Head and neck squamous cell carcinoma (HNSCC) is notorious for poor prognoses, and effective biomarkers are urgently needed for early diagnosis of HNSCC patients. We investigate the role of alkaline ceramidase 1 (ACER1) and its relationship with immune infiltration in HNSCC. The differential expression and clinical prognostic significance of ACER1 in HNSCC patients are explored using bioinformatics methods and verified in human HNSCC samples. Genetic mutation, DNA methylation and drug sensitivity linked with ACER1 are examined. The potential biological function of ACER1 co-expression genes is assessed, and a series of functional assays are performed on ACER1in vitro. The results comprehensively reveal a relationship between ACER1 and immune infiltration in HNSCC patients. ACER1 expression is significantly downregulated in HNSCC tissues and closely correlated with better prognoses for HNSCC patients, and this prognostic significance is determined by distinct clinical characteristics. Genetic alteration and promoter hypomethylation of ACER1 are involved in progression of HNSCC, and ACER1 expression is significantly related to several drug sensitivities. Functional analysis shows that ACER1 co-expression genes are mainly enriched in the sphingolipid signaling pathway associated with inhibition of tumorigenesis, leading to better prognoses for HNSCC patients.

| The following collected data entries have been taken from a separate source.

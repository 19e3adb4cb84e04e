//! Persistence for users seen by each bot.

use sqlx::PgConnection;

use mb_domain::{Error, Result};

use crate::rows::BotUserRow;

/// Identity fields captured on contact.
#[derive(Debug, Clone, Default)]
pub struct UserProfile {
    pub telegram_id: i64,
    pub username: Option<String>,
    pub first_name: Option<String>,
    pub last_name: Option<String>,
    pub language_code: Option<String>,
}

/// Upsert a user row on contact, refreshing identity fields and
/// `last_seen_at`. Returns true on first contact for this bot.
pub async fn touch_user(
    conn: &mut PgConnection,
    bot_id: &str,
    profile: &UserProfile,
) -> Result<bool> {
    // xmax = 0 distinguishes a fresh insert from a conflict-update.
    let first_seen: bool = sqlx::query_scalar(
        r#"
        INSERT INTO bot_users (telegram_id, bot_id, username, first_name, last_name, language_code)
        VALUES ($1, $2, $3, $4, $5, $6)
        ON CONFLICT (telegram_id, bot_id) DO UPDATE SET
            username      = EXCLUDED.username,
            first_name    = EXCLUDED.first_name,
            last_name     = EXCLUDED.last_name,
            language_code = EXCLUDED.language_code,
            last_seen_at  = now()
        RETURNING (xmax = 0)
        "#,
    )
    .bind(profile.telegram_id)
    .bind(bot_id)
    .bind(&profile.username)
    .bind(&profile.first_name)
    .bind(&profile.last_name)
    .bind(&profile.language_code)
    .fetch_one(conn)
    .await
    .map_err(Error::store)?;
    Ok(first_seen)
}

pub async fn get_user(
    conn: &mut PgConnection,
    bot_id: &str,
    telegram_id: i64,
) -> Result<Option<BotUserRow>> {
    sqlx::query_as::<_, BotUserRow>(
        r#"
        SELECT id, telegram_id, bot_id, username, first_name, last_name,
               language_code, is_blocked, first_seen_at, last_seen_at
        FROM bot_users
        WHERE bot_id = $1 AND telegram_id = $2
        "#,
    )
    .bind(bot_id)
    .bind(telegram_id)
    .fetch_optional(conn)
    .await
    .map_err(Error::store)
}

pub async fn set_blocked(
    conn: &mut PgConnection,
    bot_id: &str,
    telegram_id: i64,
    blocked: bool,
) -> Result<bool> {
    let result = sqlx::query(
        "UPDATE bot_users SET is_blocked = $3, last_seen_at = now() \
         WHERE bot_id = $1 AND telegram_id = $2",
    )
    .bind(bot_id)
    .bind(telegram_id)
    .bind(blocked)
    .execute(conn)
    .await
    .map_err(Error::store)?;
    Ok(result.rows_affected() > 0)
}

pub async fn count_users(conn: &mut PgConnection, bot_id: &str) -> Result<i64> {
    sqlx::query_scalar("SELECT COUNT(*) FROM bot_users WHERE bot_id = $1")
        .bind(bot_id)
        .fetch_one(conn)
        .await
        .map_err(Error::store)
}
//! The per-bot dispatcher: root of the handler graph, fed either by
//! the polling loop or by the webhook receiver.

use std::sync::Arc;
use std::time::Duration;

use tokio_util::sync::CancellationToken;

use mb_domain::{Error, Result};
use mb_store::StoreGateway;
use mb_telegram::{TelegramClient, Update};

use crate::context::RequestContext;
use crate::middleware::{Middleware, Next};
use crate::router::Router;

/// Long-poll window requested from the Bot API.
const POLL_TIMEOUT_SECS: u64 = 30;

/// Consecutive poll failures tolerated before the loop gives up and
/// the bot transitions to error.
const MAX_POLL_FAILURES: u32 = 5;

pub struct Dispatcher {
    bot_id: String,
    middlewares: Vec<Arc<dyn Middleware>>,
    root: Router,
    store: Option<Arc<StoreGateway>>,
}

impl Dispatcher {
    pub fn new(bot_id: &str, root: Router, store: Option<Arc<StoreGateway>>) -> Self {
        Self {
            bot_id: bot_id.to_string(),
            middlewares: Vec::new(),
            root,
            store,
        }
    }

    /// Attach a middleware. Attachment order is execution order,
    /// outermost first.
    pub fn push_middleware(&mut self, middleware: Arc<dyn Middleware>) {
        self.middlewares.push(middleware);
    }

    pub fn bot_id(&self) -> &str {
        &self.bot_id
    }

    pub fn root(&self) -> &Router {
        &self.root
    }

    /// Run one update through the middleware chain and router tree.
    ///
    /// A handler failure the error middleware already dealt with is
    /// reported as success; the error id stays in the logs.
    pub async fn feed_update(&self, client: &Arc<TelegramClient>, update: Update) -> Result<()> {
        let mut ctx = RequestContext::new(
            &self.bot_id,
            Arc::clone(client),
            self.store.clone(),
            &update,
        );
        let result = Next::new(&self.middlewares, &self.root)
            .run(&update, &mut ctx)
            .await;
        match result {
            Err(_) if ctx.handled_error.is_some() => {
                tracing::debug!(
                    bot_id = %self.bot_id,
                    error_id = ctx.handled_error.as_deref().unwrap_or(""),
                    "update failed but was handled"
                );
                Ok(())
            }
            other => other,
        }
    }

    /// Validate the wire session. This is the "first polling call":
    /// it fails in exactly the cases the first `getUpdates` would
    /// (bad token, unreachable API) and completes fast.
    pub async fn establish(&self, client: &TelegramClient) -> Result<()> {
        let me = client.get_me().await?;
        tracing::info!(
            bot_id = %self.bot_id,
            username = me.username.as_deref().unwrap_or(""),
            "polling session established"
        );
        Ok(())
    }

    /// Long-poll loop. Routes updates in arrival order; observes the
    /// cancellation token between I/O cycles. Returns Ok on
    /// cancellation, Err after repeated wire failures.
    pub async fn poll_updates(
        &self,
        client: Arc<TelegramClient>,
        cancel: CancellationToken,
    ) -> Result<()> {
        let mut offset: Option<i64> = None;
        let mut failures: u32 = 0;

        loop {
            let updates = tokio::select! {
                biased;
                _ = cancel.cancelled() => {
                    tracing::info!(bot_id = %self.bot_id, "polling cancelled");
                    return Ok(());
                }
                result = client.get_updates(offset, POLL_TIMEOUT_SECS) => result,
            };

            match updates {
                Ok(updates) => {
                    failures = 0;
                    for update in updates {
                        offset = Some(update.update_id + 1);
                        if let Err(e) = self.feed_update(&client, update).await {
                            // The error middleware swallows handler
                            // failures; anything surfacing here broke
                            // in the chain itself.
                            tracing::warn!(
                                bot_id = %self.bot_id,
                                error = %e,
                                "update processing failed in middleware chain"
                            );
                        }
                        if cancel.is_cancelled() {
                            return Ok(());
                        }
                    }
                }
                Err(Error::WireRateLimited { retry_after }) => {
                    tracing::warn!(
                        bot_id = %self.bot_id,
                        retry_after,
                        "polling rate limited"
                    );
                    if wait_or_cancel(&cancel, Duration::from_secs(retry_after)).await {
                        return Ok(());
                    }
                }
                Err(e) => {
                    failures += 1;
                    if failures >= MAX_POLL_FAILURES {
                        tracing::error!(
                            bot_id = %self.bot_id,
                            error = %e,
                            failures,
                            "polling failed repeatedly, giving up"
                        );
                        return Err(e);
                    }
                    let backoff = Duration::from_secs(2u64.saturating_mul(failures as u64));
                    tracing::warn!(
                        bot_id = %self.bot_id,
                        error = %e,
                        failures,
                        backoff_secs = backoff.as_secs(),
                        "polling error, backing off"
                    );
                    if wait_or_cancel(&cancel, backoff).await {
                        return Ok(());
                    }
                }
            }
        }
    }
}

/// Sleep unless cancelled first. Returns true when cancelled.
async fn wait_or_cancel(cancel: &CancellationToken, duration: Duration) -> bool {
    tokio::select! {
        _ = cancel.cancelled() => true,
        _ = tokio::time::sleep(duration) => false,
    }
}

#[cfg(test)]
mod tests {
    use super::*;
    use crate::router::{Handler, UpdateFilter};
    use async_trait::async_trait;

    struct Counter(Arc<parking_lot::Mutex<usize>>);

    #[async_trait]
    impl Handler for Counter {
        async fn handle(&self, _update: &Update, _ctx: &mut RequestContext) -> Result<()> {
            *self.0.lock() += 1;
            Ok(())
        }
    }

    #[tokio::test]
    async fn feed_update_reaches_handler() {
        let count = Arc::new(parking_lot::Mutex::new(0));
        let mut root = Router::new("main_t");
        root.route(UpdateFilter::Any, Arc::new(Counter(count.clone())));

        let dispatcher = Dispatcher::new("t", root, None);
        let client = Arc::new(TelegramClient::new("1:t"));
        let update: Update = serde_json::from_value(serde_json::json!({
            "update_id": 9,
            "message": {
                "message_id": 1,
                "from": {"id": 2, "first_name": "A"},
                "chat": {"id": 2, "type": "private"},
                "text": "hello"
            }
        }))
        .unwrap();

        dispatcher.feed_update(&client, update).await.unwrap();
        assert_eq!(*count.lock(), 1);
    }

    #[tokio::test]
    async fn cancelled_token_stops_polling_immediately() {
        let dispatcher = Dispatcher::new("t", Router::new("main_t"), None);
        // Closed client: a poll attempt would error; cancellation must
        // win the select before any backoff matters.
        let client = Arc::new(TelegramClient::new("1:t"));
        client.close();
        let cancel = CancellationToken::new();
        cancel.cancel();
        let result = dispatcher.poll_updates(client, cancel).await;
        assert!(result.is_ok());
    }

    #[tokio::test(start_paused = true)]
    async fn repeated_failures_surface_error() {
        let dispatcher = Dispatcher::new("t", Router::new("main_t"), None);
        let client = Arc::new(TelegramClient::new("1:t"));
        client.close(); // every poll fails instantly
        let cancel = CancellationToken::new();
        let result = tokio::time::timeout(
            Duration::from_secs(60),
            dispatcher.poll_updates(client, cancel),
        )
        .await
        .expect("loop must give up before the timeout");
        assert!(result.is_err());
    }
}
impl TokenLedger {
    pub fn new(store: Arc<StoreGateway>, bot_id: impl Into<String>, settings: BillingSettings) -> Self {
        let packages = settings
            .packages
            .iter()
            .cloned()
            .map(|p| (p.id.clone(), p))
            .collect();
        Self {
            store,
            bot_id: bot_id.into(),
            settings,
            packages,
        }
    }

    pub fn bot_id(&self) -> &str {
        &self.bot_id
    }

    pub fn action_cost(&self, action: &str) -> i64 {
        self.settings.action_costs.get(action).copied().unwrap_or(0)
    }

    pub fn package(&self, package_id: &str) -> Option<&TokenPackage> {
        self.packages.get(package_id)
    }

    pub fn packages(&self) -> Vec<&TokenPackage> {
        let mut all: Vec<&TokenPackage> = self.packages.values().collect();
        all.sort_by_key(|p| p.stars);
        all
    }

    // ── Queries ─────────────────────────────────────────────────────

    pub async fn get_balance(&self, telegram_id: i64) -> Result<i64> {
        let mut session = self.store.begin().await?;
        let balance = fetch_balance(session.conn(), telegram_id, &self.bot_id).await?;
        session.commit().await?;
        Ok(balance.unwrap_or(0))
    }

    pub async fn can_afford(&self, telegram_id: i64, cost: i64) -> Result<bool> {
        Ok(self.get_balance(telegram_id).await? >= cost)
    }

    pub async fn stats(&self, telegram_id: i64) -> Result<TokenStats> {
        let mut session = self.store.begin().await?;
        let row = sqlx::query_as::<_, UserTokenRow>(
            r#"
            SELECT telegram_id, bot_id, balance, total_purchased, total_consumed
            FROM user_tokens
            WHERE telegram_id = $1 AND bot_id = $2
            "#,
        )
        .bind(telegram_id)
        .bind(&self.bot_id)
        .fetch_optional(session.conn())
        .await
        .map_err(Error::store)?;
        session.commit().await?;

        Ok(row
            .map(|r| TokenStats {
                balance: r.balance,
                total_purchased: r.total_purchased,
                total_consumed: r.total_consumed,
            })
            .unwrap_or_default())
    }

    pub async fn history(&self, telegram_id: i64, limit: i64) -> Result<Vec<TokenTransactionRow>> {
        let mut session = self.store.begin().await?;
        let rows = sqlx::query_as::<_, TokenTransactionRow>(
            r#"
            SELECT id, telegram_id, bot_id, transaction_type, amount, balance_after,
                   reference_type, reference_id, stars_paid, metadata_json, created_at
            FROM token_transactions
            WHERE telegram_id = $1 AND bot_id = $2
            ORDER BY created_at DESC, id DESC
            LIMIT $3
            "#,
        )
        .bind(telegram_id)
        .bind(&self.bot_id)
        .bind(limit)
        .fetch_all(session.conn())
        .await
        .map_err(Error::store)?;
        session.commit().await?;
        Ok(rows)
    }

    // ── Mutations ───────────────────────────────────────────────────

    /// Ensure a balance row exists, granting the welcome bonus on first
    /// contact. Returns `(balance, is_new_user)`.
    pub async fn ensure_initialized(&self, telegram_id: i64) -> Result<(i64, bool)> {
        let mut session = self.store.begin().await?;

        if let Some(balance) = fetch_balance(session.conn(), telegram_id, &self.bot_id).await? {
            session.commit().await?;
            return Ok((balance, false));
        }

        let free = self.settings.free_tokens.max(0);
        sqlx::query(
            "INSERT INTO user_tokens (telegram_id, bot_id, balance) VALUES ($1, $2, $3)",
        )
        .bind(telegram_id)
        .bind(&self.bot_id)
        .bind(free)
        .execute(session.conn())
        .await
        .map_err(Error::store)?;

        if free > 0 {
            log_transaction(
                session.conn(),
                &LogEntry {
                    telegram_id,
                    bot_id: &self.bot_id,
                    transaction_type: "grant",
                    amount: free,
                    balance_after: free,
                    reference_type: Some("welcome"),
                    reference_id: Some("initial_bonus"),
                    stars_paid: None,
                    metadata: None,
                },
            )
            .await?;
        }

        session.commit().await?;
        tracing::info!(
            telegram_id,
            bot_id = %self.bot_id,
            free_tokens = free,
            "initialized token balance"
        );
        Ok((free, true))
    }

    /// Consume tokens for an action.
    ///
    /// The debit is a single conditional update guarded by
    /// `balance >= amount`; nothing is written when it does not match.
    pub async fn consume(
        &self,
        telegram_id: i64,
        cost: i64,
        action: &str,
        metadata: Option<serde_json::Value>,
    ) -> Result<i64> {
        if cost <= 0 {
            return Err(Error::Other("consume amount must be positive".into()));
        }

        let mut session = self.store.begin().await?;

        let new_balance: Option<i64> = sqlx::query_scalar(
            r#"
            UPDATE user_tokens
            SET balance = balance - $3,
                total_consumed = total_consumed + $3,
                updated_at = now()
            WHERE telegram_id = $1 AND bot_id = $2 AND balance >= $3
            RETURNING balance
            "#,
        )
        .bind(telegram_id)
        .bind(&self.bot_id)
        .bind(cost)
        .fetch_optional(session.conn())
        .await
        .map_err(Error::store)?;

        let Some(new_balance) = new_balance else {
            let available = fetch_balance(session.conn(), telegram_id, &self.bot_id)
                .await?
                .unwrap_or(0);
            session.rollback().await?;
            return Err(Error::InsufficientTokens {
                required: cost,
                available,
                action: action.to_string(),
            });
        };

        log_transaction(
            session.conn(),
            &LogEntry {
                telegram_id,
                bot_id: &self.bot_id,
                transaction_type: "consume",
                amount: -cost,
                balance_after: new_balance,
                reference_type: Some("action"),
                reference_id: Some(action),
                stars_paid: None,
                metadata,
            },
        )
        .await?;

        session.commit().await?;
        tracing::info!(
            telegram_id,
            bot_id = %self.bot_id,
            cost,
            action,
            balance = new_balance,
            "tokens consumed"
        );
        Ok(new_balance)
    }

    /// Credit tokens from a paid package. `payment_id` is the
    /// idempotency key: a repeated call returns the current balance
    /// without crediting twice.
    pub async fn purchase(
        &self,
        telegram_id: i64,
        package_id: &str,
        stars_paid: i64,
        payment_id: &str,
        metadata: Option<serde_json::Value>,
    ) -> Result<i64> {
        let package = self
            .packages
            .get(package_id)
            .ok_or_else(|| Error::Other(format!("unknown token package: {package_id}")))?
            .clone();

        let mut session = self.store.begin().await?;

        let already_applied: Option<i64> = sqlx::query_scalar(
            r#"
            SELECT 1 FROM token_transactions
            WHERE telegram_id = $1 AND bot_id = $2
              AND transaction_type = 'purchase' AND reference_id = $3
            LIMIT 1
            "#,
        )
        .bind(telegram_id)
        .bind(&self.bot_id)
        .bind(payment_id)
        .fetch_optional(session.conn())
        .await
        .map_err(Error::store)?;

        if already_applied.is_some() {
            let balance = fetch_balance(session.conn(), telegram_id, &self.bot_id)
                .await?
                .unwrap_or(0);
            session.commit().await?;
            tracing::warn!(
                telegram_id,
                payment_id,
                "duplicate purchase ignored (idempotency key matched)"
            );
            return Ok(balance);
        }

        ensure_row(session.conn(), telegram_id, &self.bot_id).await?;

        let new_balance: i64 = sqlx::query_scalar(
            r#"
            UPDATE user_tokens
            SET balance = balance + $3,
                total_purchased = total_purchased + $3,
                updated_at = now()
            WHERE telegram_id = $1 AND bot_id = $2
            RETURNING balance
            "#,
        )
        .bind(telegram_id)
        .bind(&self.bot_id)
        .bind(package.tokens)
        .fetch_one(session.conn())
        .await
        .map_err(Error::store)?;

        let mut tx_metadata = serde_json::json!({
            "package_id": package.id,
            "package_label": package.label,
        });
        if let (Some(obj), Some(extra)) = (tx_metadata.as_object_mut(), metadata) {
            if let Some(extra_obj) = extra.as_object() {
                for (k, v) in extra_obj {
                    obj.insert(k.clone(), v.clone());
                }
            }
        }

        log_transaction(
            session.conn(),
            &LogEntry {
                telegram_id,
                bot_id: &self.bot_id,
                transaction_type: "purchase",
                amount: package.tokens,
                balance_after: new_balance,
                reference_type: Some("payment"),
                reference_id: Some(payment_id),
                stars_paid: Some(stars_paid),
                metadata: Some(tx_metadata),
            },
        )
        .await?;

        session.commit().await?;
        tracing::info!(
            telegram_id,
            bot_id = %self.bot_id,
            tokens = package.tokens,
            stars_paid,
            balance = new_balance,
            "tokens purchased"
        );
        Ok(new_balance)
    }

    /// Credit tokens without touching `total_purchased` (admin or
    /// promotional grants).
    pub async fn grant(
        &self,
        telegram_id: i64,
        amount: i64,
        reason: &str,
        metadata: Option<serde_json::Value>,
    ) -> Result<i64> {
        self.credit(telegram_id, amount, "grant", "admin", reason, metadata)
            .await
    }

    /// Return tokens from a failed or reversed payment.
    pub async fn refund(
        &self,
        telegram_id: i64,
        amount: i64,
        payment_id: &str,
    ) -> Result<i64> {
        self.credit(telegram_id, amount, "refund", "payment", payment_id, None)
            .await
    }

    async fn credit(
        &self,
        telegram_id: i64,
        amount: i64,
        transaction_type: &str,
        reference_type: &str,
        reference_id: &str,
        metadata: Option<serde_json::Value>,
    ) -> Result<i64> {
        if amount <= 0 {
            return Err(Error::Other("credit amount must be positive".into()));
        }

        let mut session = self.store.begin().await?;
        ensure_row(session.conn(), telegram_id, &self.bot_id).await?;

        let new_balance: i64 = sqlx::query_scalar(
            r#"
            UPDATE user_tokens
            SET balance = balance + $3, updated_at = now()
            WHERE telegram_id = $1 AND bot_id = $2
            RETURNING balance
            "#,
        )
        .bind(telegram_id)
        .bind(&self.bot_id)
        .bind(amount)
        .fetch_one(session.conn())
        .await
        .map_err(Error::store)?;

        log_transaction(
            session.conn(),
            &LogEntry {
                telegram_id,
                bot_id: &self.bot_id,
                transaction_type,
                amount,
                balance_after: new_balance,
                reference_type: Some(reference_type),
                reference_id: Some(reference_id),
                stars_paid: None,
                metadata,
            },
        )
        .await?;

        session.commit().await?;
        tracing::info!(
            telegram_id,
            bot_id = %self.bot_id,
            amount,
            kind = transaction_type,
            balance = new_balance,
            "tokens credited"
        );
        Ok(new_balance)
    }
}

In vitro, ACER1 overexpression inhibits proliferation and migration, induces apoptosis, and promotes adhesion of Fadu and SCC9 cells. In addition, high ACER1 expression is closely linked with infiltration levels of immune cells, and strongly associated with biomarkers of immune cells in HNSCC, suggesting the important role of ACER1 in regulating tumor immunity in HNSCC patients. In summary, ACER1 may be a useful indicator for diagnosis and prognosis, and may regulate immune infiltration in HNSCC patients, thus promising targeted immunotherapy for HNSCC.